The PSK2k-mode was designed with the goal to optimize both, the sensitivity in a meteor scatter communication on 144 MHz, and the confidence of a QSO in the sense of the QSO-rules.
The confidence into any PSK2k-QSO can easily be deduced from the capability of the error-detection of the checksum algorithm. A QSO needs 4 successful transmissions. The probability of a successful QSO with a wrong callsign is 1/(16381*32749*32749*32749) = 0.00000000000000000174.
This probability is so small, that if a million amateurs each makes a thousand contacts every day, then only one single faulty QSO could be logged on average in more than a million years.

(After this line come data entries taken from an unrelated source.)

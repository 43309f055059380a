// Copyright (c) 2025 Trie Dict Authors
//
// Licensed under dual license:
// - MIT License (LICENSE-MIT or https://opensource.org/licenses/MIT)
// - Apache License, Version 2.0 (LICENSE-APACHE or https://www.apache.org/licenses/LICENSE-2.0)

//! Crate-level test modules.
//!
//! Dictionary behaviour is tested next to the dictionary itself; this module
//! covers configuration loading and the error types, which need temporary
//! files and environment variables.

pub mod test_utils;

pub use test_utils::TestFixture;
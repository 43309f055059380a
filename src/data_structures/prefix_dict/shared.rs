// Copyright (c) 2025 Trie Dict Authors
//
// Licensed under dual license:
// - MIT License (LICENSE-MIT or https://opensource.org/licenses/MIT)
// - Apache License, Version 2.0 (LICENSE-APACHE or https://www.apache.org/licenses/LICENSE-2.0)

//! Thread-safe handle around a [`PrefixDict`].
//!
//! The dictionary itself needs `&mut self` to insert. This wrapper puts it
//! behind a single read-write lock so lookups run concurrently while
//! insertions are exclusive. Results are returned as owned data; no node
//! reference escapes the lock.

use std::sync::Arc;

use parking_lot::RwLock;

use super::{PrefixDict, PrefixDictConfig, PrefixDictResult};

/// Cloneable, lock-guarded prefix dictionary.
#[derive(Debug, Clone, Default)]
pub struct SharedPrefixDict {
    inner: Arc<RwLock<PrefixDict>>,
}

impl SharedPrefixDict {
    /// Creates an empty shared dictionary with default configuration.
    pub fn new() -> Self {
        Self::from_dict(PrefixDict::new())
    }

    /// Creates an empty shared dictionary with the specified configuration.
    pub fn with_config(config: PrefixDictConfig) -> Self {
        Self::from_dict(PrefixDict::with_config(config))
    }

    /// Wraps an existing dictionary.
    pub fn from_dict(dict: PrefixDict) -> Self {
        Self {
            inner: Arc::new(RwLock::new(dict)),
        }
    }

    /// Inserts `key` under the write lock. See [`PrefixDict::insert`].
    pub fn insert<K>(&self, key: K)
    where
        K: AsRef<[u8]>,
    {
        self.inner.write().insert(key);
    }

    /// Checked insertion under the write lock. See [`PrefixDict::try_insert`].
    pub fn try_insert<K>(&self, key: K) -> PrefixDictResult<bool>
    where
        K: AsRef<[u8]>,
    {
        self.inner.write().try_insert(key)
    }

    /// See [`PrefixDict::contains`].
    pub fn contains<K>(&self, key: K) -> bool
    where
        K: AsRef<[u8]>,
    {
        self.inner.read().contains(key)
    }

    /// See [`PrefixDict::predict`].
    pub fn predict<K>(&self, prefix: K) -> Vec<String>
    where
        K: AsRef<[u8]>,
    {
        self.inner.read().predict(prefix)
    }

    /// See [`PrefixDict::dump`].
    pub fn dump(&self) -> Vec<String> {
        self.inner.read().dump()
    }

    /// Number of entries.
    pub fn len(&self) -> usize {
        self.inner.read().len()
    }

    /// Whether no entry has been inserted.
    pub fn is_empty(&self) -> bool {
        self.inner.read().is_empty()
    }

    /// Runs `f` with shared access to the dictionary.
    ///
    /// Insertions from other handles wait until `f` returns.
    pub fn with_read<R, F>(&self, f: F) -> R
    where
        F: FnOnce(&PrefixDict) -> R,
    {
        let guard = self.inner.read();
        f(&*guard)
    }
}

impl From<PrefixDict> for SharedPrefixDict {
    fn from(dict: PrefixDict) -> Self {
        Self::from_dict(dict)
    }
}
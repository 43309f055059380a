// Copyright (c) 2025 Trie Dict Authors
//
// Licensed under dual license:
// - MIT License (LICENSE-MIT or https://opensource.org/licenses/MIT)
// - Apache License, Version 2.0 (LICENSE-APACHE or https://www.apache.org/licenses/LICENSE-2.0)

//! Data structures for the trie dictionary.

pub mod prefix_dict;

pub use prefix_dict::{PrefixDict, PrefixDictConfig, PrefixDictError, SharedPrefixDict};
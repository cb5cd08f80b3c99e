//! Pre-load configuration hooks.
//!
//! In pre-load mode the gate runs before the typesetting runtime loads:
//! instead of polling for a published handle, it leaves a [`PreloadConfig`]
//! in the slot. A loading runtime that finds it invokes the hook matching
//! its own protocol during startup, so the accessible renderer is in place
//! before the first typeset pass.

use tracing::{error, info};

use super::handle::{LegacyHub, RendererSettings, StartupLifecycle};

/// Initialization hooks compatible with both known protocols.
///
/// The hooks never propagate a failure back into the runtime's startup
/// sequence; errors are logged and swallowed so a broken configuration
/// attempt cannot break the host page.
#[derive(Debug, Clone)]
pub struct PreloadConfig {
    legacy_settings: RendererSettings,
    modern_settings: RendererSettings,
}

impl PreloadConfig {
    /// Hooks that select the accessible renderer on either protocol.
    pub fn accessible() -> Self {
        PreloadConfig {
            legacy_settings: RendererSettings::legacy(),
            modern_settings: RendererSettings::modern(),
        }
    }

    pub fn legacy_settings(&self) -> &RendererSettings {
        &self.legacy_settings
    }

    pub fn modern_settings(&self) -> &RendererSettings {
        &self.modern_settings
    }

    /// Legacy protocol: invoked by the runtime at the end of its own
    /// configuration phase, before the first typeset pass. Only configures;
    /// no re-render is needed since nothing has been rendered yet.
    pub async fn on_legacy_end_config(&self, hub: &dyn LegacyHub) {
        match hub.configure(&self.legacy_settings).await {
            Ok(()) => info!(
                renderer = %self.legacy_settings.renderer,
                "accessible renderer pre-configured (legacy protocol)"
            ),
            Err(err) => error!(%err, "pre-load configuration failed (legacy protocol)"),
        }
    }

    /// Modern protocol: invoked by the runtime once its startup sequence
    /// completes; triggers the initial typeset with the accessible output.
    pub async fn on_startup_ready(&self, startup: &dyn StartupLifecycle) {
        match startup.typeset().await {
            Ok(()) => info!(
                renderer = %self.modern_settings.renderer,
                "accessible renderer active (modern protocol)"
            ),
            Err(err) => error!(%err, "pre-load typeset failed (modern protocol)"),
        }
    }
}
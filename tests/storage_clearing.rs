//! The saved renderer preference is deleted at startup regardless of its
//! prior state, and a blocked store never stops detection.

use std::sync::Arc;

use mathgate::{
    DeniedSettingsStore, FileSettingsStore, GateConfig, GateOutcome, HandleSlot,
    MemorySettingsStore, ReadinessGate, SimulatedRuntime,
};

const KEY: &str = "MathJax-Menu-Settings";

fn legacy_slot() -> (Arc<HandleSlot>, Arc<SimulatedRuntime>) {
    let slot = Arc::new(HandleSlot::new());
    let runtime = Arc::new(SimulatedRuntime::legacy("2.7.7"));
    slot.install(runtime.clone());
    (slot, runtime)
}

#[tokio::test]
async fn test_absent_key_stays_absent() {
    let (slot, _) = legacy_slot();
    let store = Arc::new(MemorySettingsStore::new());

    let gate = ReadinessGate::builder(slot).store(store.clone()).build();
    assert_eq!(gate.run().await, GateOutcome::AppliedLegacy);

    assert!(!store.contains(KEY).await);
    assert!(store.is_empty().await);
}

#[tokio::test]
async fn test_present_empty_key_is_cleared() {
    let (slot, _) = legacy_slot();
    let store = Arc::new(MemorySettingsStore::new());
    store.insert(KEY, "").await;

    let gate = ReadinessGate::builder(slot).store(store.clone()).build();
    gate.run().await;

    assert!(!store.contains(KEY).await);
}

#[tokio::test]
async fn test_present_key_with_data_is_cleared_and_other_keys_survive() {
    let (slot, _) = legacy_slot();
    let store = Arc::new(MemorySettingsStore::new());
    store.insert(KEY, r#"{"renderer":"SVG","zoom":"Click"}"#).await;
    store.insert("unrelated-setting", "kept").await;

    let gate = ReadinessGate::builder(slot).store(store.clone()).build();
    gate.run().await;

    assert!(!store.contains(KEY).await);
    assert!(store.contains("unrelated-setting").await);
    assert_eq!(store.len().await, 1);
}

#[tokio::test]
async fn test_denied_storage_is_non_fatal_and_detection_proceeds() {
    let (slot, runtime) = legacy_slot();

    let gate = ReadinessGate::builder(slot)
        .store(Arc::new(DeniedSettingsStore::new()))
        .build();

    assert_eq!(gate.run().await, GateOutcome::AppliedLegacy);
    assert_eq!(runtime.hub().unwrap().configure_calls(), 1);
}

#[tokio::test]
async fn test_file_backed_store_clears_only_the_preference_file() {
    let dir = tempfile::tempdir().unwrap();
    let preference = dir.path().join(format!("{}.settings.json", KEY));
    let other = dir.path().join("other.settings.json");
    std::fs::write(&preference, r#"{"renderer":"SVG"}"#).unwrap();
    std::fs::write(&other, "{}").unwrap();

    let (slot, _) = legacy_slot();
    let store = Arc::new(FileSettingsStore::new(dir.path()).unwrap());

    let gate = ReadinessGate::builder(slot).store(store).build();
    assert_eq!(gate.run().await, GateOutcome::AppliedLegacy);

    assert!(!preference.exists());
    assert!(other.exists());
}

#[tokio::test]
async fn test_custom_settings_key_is_honored() {
    let (slot, _) = legacy_slot();
    let store = Arc::new(MemorySettingsStore::new());
    store.insert("Custom-Settings", "x").await;
    store.insert(KEY, "y").await;

    let mut config = GateConfig::default();
    config.settings_key = "Custom-Settings".to_string();

    let gate = ReadinessGate::builder(slot)
        .config(config)
        .store(store.clone())
        .build();
    gate.run().await;

    assert!(!store.contains("Custom-Settings").await);
    assert!(store.contains(KEY).await);
}
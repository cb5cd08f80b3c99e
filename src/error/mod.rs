//! Error types for the readiness gate.

mod gate_error;

pub use gate_error::GateError;
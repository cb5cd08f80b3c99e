//! # mathgate — accessible-renderer readiness gate
//!
//! `mathgate` waits for a MathJax-style math-typesetting runtime to appear
//! in a shared slot, works out which initialization protocol that runtime
//! speaks, and applies the configuration that selects its
//! accessibility-friendly renderer — exactly once, and without ever
//! letting a broken or absent runtime take the embedder down.
//!
//! Two modes are supported:
//!
//! - **Post-load polling** ([`ReadinessGate::run`]): bounded, cooperative
//!   polling until the handle appears, then one protocol-appropriate
//!   configuration pass (legacy: set renderer + enqueue re-render;
//!   modern: await startup completion, then re-typeset).
//! - **Pre-load hooks** ([`ReadinessGate::preload`]): when the gate runs
//!   before the runtime loads, it leaves protocol-compatible hooks in the
//!   slot for the runtime to invoke during its own startup, plus a
//!   one-shot watchdog that flags unknown shapes.
//!
//! A saved user preference for the renderer would override either path,
//! so both start by deleting the preference key from scoped storage.
//!
//! # Quick Start
//!
//! ```rust,no_run
//! use std::sync::Arc;
//! use mathgate::{GateConfig, HandleSlot, ReadinessGate};
//!
//! #[tokio::main]
//! async fn main() {
//!     let slot = Arc::new(HandleSlot::new());
//!     // ... the environment publishes the runtime into `slot` ...
//!     let gate = ReadinessGate::builder(slot)
//!         .config(GateConfig::default())
//!         .build();
//!     let outcome = gate.run().await;
//!     println!("{:?}", outcome);
//! }
//! ```

pub mod classify;
pub mod config;
pub mod error;
pub mod gate;
pub mod runtime;
pub mod storage;

pub use crate::classify::{classify, classify_with_config, Protocol};
pub use crate::config::GateConfig;
pub use crate::error::GateError;
pub use crate::gate::{GateBuilder, GateOutcome, PreloadOutcome, ReadinessGate};
pub use crate::runtime::{
    HandleSlot, LegacyHub, PreloadConfig, Renderer, RendererSettings, SimulatedHub,
    SimulatedRuntime, SimulatedStartup, StartupLifecycle, TypesetRuntime,
};
pub use crate::storage::{
    DeniedSettingsStore, FileSettingsStore, MemorySettingsStore, SettingsStore,
};
//! External-handle model: the runtime traits, the shared slot, pre-load
//! hooks, and simulated doubles for tests and demos.

pub mod handle;
pub mod preload;
pub mod simulated;
pub mod slot;

pub use handle::{LegacyHub, Renderer, RendererSettings, StartupLifecycle, TypesetRuntime};
pub use preload::PreloadConfig;
pub use simulated::{SimulatedHub, SimulatedRuntime, SimulatedStartup};
pub use slot::HandleSlot;
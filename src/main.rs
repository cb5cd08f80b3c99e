use std::sync::Arc;
use std::time::Duration;

use mathgate::{
    GateConfig, GateOutcome, HandleSlot, MemorySettingsStore, ReadinessGate, SimulatedRuntime,
};

#[tokio::main]
async fn main() {
    tracing_subscriber::fmt()
        .with_env_filter(
            tracing_subscriber::EnvFilter::try_from_default_env()
                .unwrap_or_else(|_| tracing_subscriber::EnvFilter::new("info")),
        )
        .init();

    println!("=== mathgate demo: legacy runtime appearing after 300ms ===\n");

    let slot = Arc::new(HandleSlot::new());

    // A saved preference that would pin the inaccessible renderer.
    let store = Arc::new(MemorySettingsStore::new());
    store
        .insert("MathJax-Menu-Settings", r#"{"renderer":"SVG"}"#)
        .await;

    // Simulate the environment loading the runtime a moment later.
    let runtime = Arc::new(SimulatedRuntime::legacy("2.7.7"));
    {
        let slot = slot.clone();
        let runtime = runtime.clone();
        tokio::spawn(async move {
            tokio::time::sleep(Duration::from_millis(300)).await;
            slot.install(runtime);
        });
    }

    let mut config = GateConfig::default();
    config.expected_version = Some("2.7.7".to_string());
    config.debug = true;

    let gate = ReadinessGate::builder(slot)
        .config(config)
        .store(store.clone())
        .build();

    match gate.run().await {
        GateOutcome::AppliedLegacy => {
            let hub = runtime.hub().expect("legacy runtime has a hub");
            println!("\n=== Accessible renderer applied ===");
            println!("  configure calls: {}", hub.configure_calls());
            println!("  re-render enqueues: {}", hub.rerender_calls());
            if let Some(settings) = hub.last_settings() {
                println!("  renderer: {}", settings.renderer);
            }
        }
        GateOutcome::AppliedModern => {
            println!("\n=== Accessible renderer active after startup ===");
        }
        GateOutcome::AlreadyApplied => {
            println!("\n=== Renderer configuration was already applied ===");
        }
        GateOutcome::UnrecognizedShape => {
            println!("\n=== Runtime shape not recognized; nothing changed ===");
        }
        GateOutcome::TimedOut => {
            println!("\n=== Runtime never appeared; nothing changed ===");
        }
        GateOutcome::ConfigFailed { protocol, error } => {
            println!("\n=== Configuration failed ({:?}): {} ===", protocol, error);
        }
    }

    println!(
        "saved preference still present: {}",
        store.contains("MathJax-Menu-Settings").await
    );
}
//! Simulated runtime doubles.
//!
//! Drop-in [`TypesetRuntime`] implementations for tests and the demo
//! binary. They count capability calls, can be told to fail any of them,
//! and the startup double exposes an explicit completion trigger so "only
//! after ready resolves" ordering is observable.

use async_trait::async_trait;
use serde_json::{json, Value};
use std::sync::atomic::{AtomicBool, AtomicUsize, Ordering};
use std::sync::{Arc, Mutex};
use tokio::sync::watch;

use super::handle::{LegacyHub, RendererSettings, StartupLifecycle, TypesetRuntime};
use crate::error::GateError;

/// Legacy hub double: records configure/re-render calls.
#[derive(Default)]
pub struct SimulatedHub {
    configure_calls: AtomicUsize,
    rerender_calls: AtomicUsize,
    last_settings: Mutex<Option<RendererSettings>>,
    fail_configure: AtomicBool,
    fail_rerender: AtomicBool,
}

impl SimulatedHub {
    pub fn new() -> Self {
        Self::default()
    }

    pub fn fail_configure(&self) {
        self.fail_configure.store(true, Ordering::Relaxed);
    }

    pub fn fail_rerender(&self) {
        self.fail_rerender.store(true, Ordering::Relaxed);
    }

    pub fn configure_calls(&self) -> usize {
        self.configure_calls.load(Ordering::Relaxed)
    }

    pub fn rerender_calls(&self) -> usize {
        self.rerender_calls.load(Ordering::Relaxed)
    }

    pub fn last_settings(&self) -> Option<RendererSettings> {
        self.last_settings
            .lock()
            .unwrap_or_else(|e| e.into_inner())
            .clone()
    }
}

#[async_trait]
impl LegacyHub for SimulatedHub {
    async fn configure(&self, settings: &RendererSettings) -> Result<(), GateError> {
        self.configure_calls.fetch_add(1, Ordering::Relaxed);
        if self.fail_configure.load(Ordering::Relaxed) {
            return Err(GateError::HandleInspection(
                "simulated configure failure".to_string(),
            ));
        }
        let mut last = self.last_settings.lock().unwrap_or_else(|e| e.into_inner());
        *last = Some(settings.clone());
        Ok(())
    }

    async fn enqueue_rerender(&self) -> Result<(), GateError> {
        self.rerender_calls.fetch_add(1, Ordering::Relaxed);
        if self.fail_rerender.load(Ordering::Relaxed) {
            return Err(GateError::ReRender(
                "simulated queue rejection".to_string(),
            ));
        }
        Ok(())
    }
}

/// Startup lifecycle double with an explicit completion trigger.
pub struct SimulatedStartup {
    ready_tx: watch::Sender<bool>,
    ready_rx: watch::Receiver<bool>,
    typeset_calls: AtomicUsize,
    fail_typeset: AtomicBool,
}

impl Default for SimulatedStartup {
    fn default() -> Self {
        let (ready_tx, ready_rx) = watch::channel(false);
        SimulatedStartup {
            ready_tx,
            ready_rx,
            typeset_calls: AtomicUsize::new(0),
            fail_typeset: AtomicBool::new(false),
        }
    }
}

impl SimulatedStartup {
    pub fn new() -> Self {
        Self::default()
    }

    /// Resolve the startup-completion signal.
    pub fn complete_startup(&self) {
        let _ = self.ready_tx.send(true);
    }

    pub fn fail_typeset(&self) {
        self.fail_typeset.store(true, Ordering::Relaxed);
    }

    pub fn typeset_calls(&self) -> usize {
        self.typeset_calls.load(Ordering::Relaxed)
    }
}

#[async_trait]
impl StartupLifecycle for SimulatedStartup {
    async fn ready(&self) -> Result<(), GateError> {
        let mut rx = self.ready_rx.clone();
        loop {
            let done = *rx.borrow_and_update();
            if done {
                return Ok(());
            }
            rx.changed().await.map_err(|_| {
                GateError::HandleInspection("startup signal dropped".to_string())
            })?;
        }
    }

    async fn typeset(&self) -> Result<(), GateError> {
        self.typeset_calls.fetch_add(1, Ordering::Relaxed);
        if self.fail_typeset.load(Ordering::Relaxed) {
            return Err(GateError::ReRender(
                "simulated typeset failure".to_string(),
            ));
        }
        Ok(())
    }
}

/// Configurable runtime double.
pub struct SimulatedRuntime {
    version: Option<String>,
    fail_version_access: bool,
    hub: Option<Arc<SimulatedHub>>,
    startup: Option<Arc<SimulatedStartup>>,
}

impl SimulatedRuntime {
    /// Legacy-line runtime: hub markers plus a version string.
    pub fn legacy(version: &str) -> Self {
        SimulatedRuntime {
            version: Some(version.to_string()),
            fail_version_access: false,
            hub: Some(Arc::new(SimulatedHub::new())),
            startup: None,
        }
    }

    /// Modern-line runtime: startup lifecycle markers, no version field.
    pub fn modern() -> Self {
        SimulatedRuntime {
            version: None,
            fail_version_access: false,
            hub: None,
            startup: Some(Arc::new(SimulatedStartup::new())),
        }
    }

    /// A handle exposing neither marker set.
    pub fn bare() -> Self {
        SimulatedRuntime {
            version: None,
            fail_version_access: false,
            hub: None,
            startup: None,
        }
    }

    /// Make the version accessor fail, as a thrown property getter would.
    pub fn with_failing_version_access(mut self) -> Self {
        self.fail_version_access = true;
        self
    }

    pub fn hub(&self) -> Option<Arc<SimulatedHub>> {
        self.hub.clone()
    }

    pub fn startup_handle(&self) -> Option<Arc<SimulatedStartup>> {
        self.startup.clone()
    }
}

impl TypesetRuntime for SimulatedRuntime {
    fn version(&self) -> Result<Option<String>, GateError> {
        if self.fail_version_access {
            return Err(GateError::HandleInspection(
                "simulated version getter failure".to_string(),
            ));
        }
        Ok(self.version.clone())
    }

    fn legacy_hub(&self) -> Option<Arc<dyn LegacyHub>> {
        self.hub.clone().map(|hub| hub as Arc<dyn LegacyHub>)
    }

    fn startup(&self) -> Option<Arc<dyn StartupLifecycle>> {
        self.startup
            .clone()
            .map(|startup| startup as Arc<dyn StartupLifecycle>)
    }

    fn describe(&self) -> Value {
        json!({
            "version": self.version,
            "hub": self.hub.is_some(),
            "startup": self.startup.is_some(),
        })
    }
}

#[cfg(test)]
mod tests {
    use super::*;

    #[tokio::test]
    async fn test_hub_records_settings() {
        let hub = SimulatedHub::new();
        hub.configure(&RendererSettings::legacy()).await.unwrap();
        hub.enqueue_rerender().await.unwrap();
        assert_eq!(hub.configure_calls(), 1);
        assert_eq!(hub.rerender_calls(), 1);
        assert_eq!(hub.last_settings(), Some(RendererSettings::legacy()));
    }

    #[tokio::test]
    async fn test_startup_ready_blocks_until_completed() {
        let startup = Arc::new(SimulatedStartup::new());
        let waiter = {
            let startup = startup.clone();
            tokio::spawn(async move { startup.ready().await })
        };
        tokio::task::yield_now().await;
        assert!(!waiter.is_finished());

        startup.complete_startup();
        waiter.await.unwrap().unwrap();
    }

    #[test]
    fn test_describe_reports_marker_presence() {
        let legacy = SimulatedRuntime::legacy("2.7.7");
        assert_eq!(
            legacy.describe(),
            json!({"version": "2.7.7", "hub": true, "startup": false})
        );
        let bare = SimulatedRuntime::bare();
        assert_eq!(
            bare.describe(),
            json!({"version": null, "hub": false, "startup": false})
        );
    }
}
//! Protocol classification.
//!
//! Capability presence, not version arithmetic, decides the dispatch: the
//! legacy hub marker selects the legacy protocol (optionally fenced behind
//! an exact version literal), the startup-lifecycle marker selects the
//! modern protocol, and anything else is left alone.

use crate::config::GateConfig;
use crate::error::GateError;
use crate::runtime::TypesetRuntime;

/// Which initialization protocol a published handle speaks.
#[derive(Debug, Clone, Copy, PartialEq, Eq)]
pub enum Protocol {
    /// Older major version: hub control object with a processing queue.
    LegacyHub,
    /// Newer major version: startup lifecycle with a typeset trigger.
    Startup,
    /// Neither marker set; the gate must not guess.
    Unknown,
}

/// Classify a handle by its capability markers.
///
/// When `expected_version` is set, a handle carrying the legacy hub but a
/// missing or different version string does not qualify as legacy; it
/// falls through to the modern probe and, failing that, to `Unknown`.
pub fn classify(
    handle: &dyn TypesetRuntime,
    expected_version: Option<&str>,
) -> Result<Protocol, GateError> {
    if handle.legacy_hub().is_some() {
        match expected_version {
            None => return Ok(Protocol::LegacyHub),
            Some(expected) => {
                let version = handle.version()?;
                if version.as_deref() == Some(expected) {
                    return Ok(Protocol::LegacyHub);
                }
            }
        }
    }
    if handle.startup().is_some() {
        return Ok(Protocol::Startup);
    }
    Ok(Protocol::Unknown)
}

/// [`classify`] with the version literal taken from a [`GateConfig`].
pub fn classify_with_config(
    handle: &dyn TypesetRuntime,
    config: &GateConfig,
) -> Result<Protocol, GateError> {
    classify(handle, config.expected_version.as_deref())
}

#[cfg(test)]
mod tests {
    use super::*;
    use crate::runtime::SimulatedRuntime;

    #[test]
    fn test_legacy_markers_without_version_fence() {
        let runtime = SimulatedRuntime::legacy("2.7.7");
        assert_eq!(classify(&runtime, None).unwrap(), Protocol::LegacyHub);
    }

    #[test]
    fn test_legacy_version_fence_exact_match() {
        let runtime = SimulatedRuntime::legacy("2.7.7");
        assert_eq!(
            classify(&runtime, Some("2.7.7")).unwrap(),
            Protocol::LegacyHub
        );
    }

    #[test]
    fn test_legacy_version_fence_mismatch_is_unknown() {
        let runtime = SimulatedRuntime::legacy("2.6.0");
        assert_eq!(classify(&runtime, Some("2.7.7")).unwrap(), Protocol::Unknown);
    }

    #[test]
    fn test_startup_markers() {
        let runtime = SimulatedRuntime::modern();
        assert_eq!(classify(&runtime, None).unwrap(), Protocol::Startup);
        // The version fence only applies to the legacy branch.
        assert_eq!(classify(&runtime, Some("2.7.7")).unwrap(), Protocol::Startup);
    }

    #[test]
    fn test_no_markers_is_unknown() {
        let runtime = SimulatedRuntime::bare();
        assert_eq!(classify(&runtime, None).unwrap(), Protocol::Unknown);
    }

    #[test]
    fn test_failing_version_accessor_propagates() {
        let runtime = SimulatedRuntime::legacy("2.7.7").with_failing_version_access();
        let err = classify(&runtime, Some("2.7.7")).unwrap_err();
        assert!(matches!(err, GateError::HandleInspection(_)));
    }

    #[test]
    fn test_classify_with_config_uses_configured_fence() {
        let runtime = SimulatedRuntime::legacy("2.6.0");
        let mut config = GateConfig::default();
        config.expected_version = Some("2.7.7".to_string());
        assert_eq!(
            classify_with_config(&runtime, &config).unwrap(),
            Protocol::Unknown
        );
    }
}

If these million amateurs intentionally call the other station a thousand times per day with one wrong letter in the callsign, then in the average one QSO will be logged in 50 years, all other 17568573373380 trials will not reach the final confirmation.
The above calculations only are based on the reliability of the checksum algorithm. There are additional powerful tools in PSK2k which further reduce the probability of errors.
2. Compatibility with the IARU Recommendations for Meteor Scatter QSOs
The goal of these recommendations is to minimize problems in meteor scatter QSOs using SSB, HSCW, or FSK441. The operation of PSK2k is very similar to that of FSK441. But it differs considerably in the encoding and especially in the concept of gaining reliability. The consequences for operation are:
(1) If any information appears on the screen (callsigns, reports, etc.) you can trust it. You never need to receive something twice.
(2) The encoding of PSK2k is not character-oriented. Therefore the usual form of reports in HSCW or FSK441 is not adequate. PSK2k directly displays the SNR of a received signal, and it sends this as the report. The length of bursts is not measured, because PSK2k - other than HSCW - is a meteor scatter mode, which mainly uses the very short and weak reflections of underdense meteor trails.
(3) There is no need to use different frequencies. As long as there is no local QRM by each other caused by the well-known tx1st/tx2nd-problem, all PSK2k-QSOs can run on the same QRG. The recommendation for QSY frequencies therefore does not apply to PSK2k.
(4) A CQ in PSK2k not only sends the callsign of the caller, but also his actual QTF. Therefore operators are encouraged to monitor the calling frequency and to reply to received calls if the QTF fits. Skeds can be made. But it is recommended to start even a sked with a CQ-call.